Saved data entries:
..........

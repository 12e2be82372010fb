//! Common test utilities and fixtures
//!
//! This module provides shared test infrastructure including:
//! - Registry fixtures and seeded in-memory stores
//! - Test renderers and app setup
//! - Custom assertions for API error bodies

#![allow(dead_code)]

pub mod fixtures;

// Re-export commonly used items
pub use assertions::*;
pub use fixtures::*;

// Re-export frequently used external types for convenience
pub use axum::body::Body;
pub use axum::http::{Request, StatusCode};
pub use std::sync::Arc;
pub use tower::ServiceExt;
// File: src/background/config.rs

use super::artifact_job::ArtifactJobConfig;

/// Global background jobs configuration
#[derive(Debug, Clone, Default)]
pub struct BackgroundConfig {
    /// Disable all background jobs (for testing)
    pub disabled: bool,

    pub artifact_job: ArtifactJobConfig,
}

impl BackgroundConfig {
    /// Create config from environment variables
    pub fn from_env() -> Self {
        Self {
            disabled: std::env::var("CERTIFY_BACKGROUND_DISABLED")
                .map(|v| v == "true" || v == "1")
                .unwrap_or(false),
            artifact_job: ArtifactJobConfig::from_env(),
        }
    }
}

..........

Read through the entries above, and wherever a line holds the string "disabled", copy it.

    pub disabled: bool,
            disabled: std::env::var("CERTIFY_BACKGROUND_DISABLED")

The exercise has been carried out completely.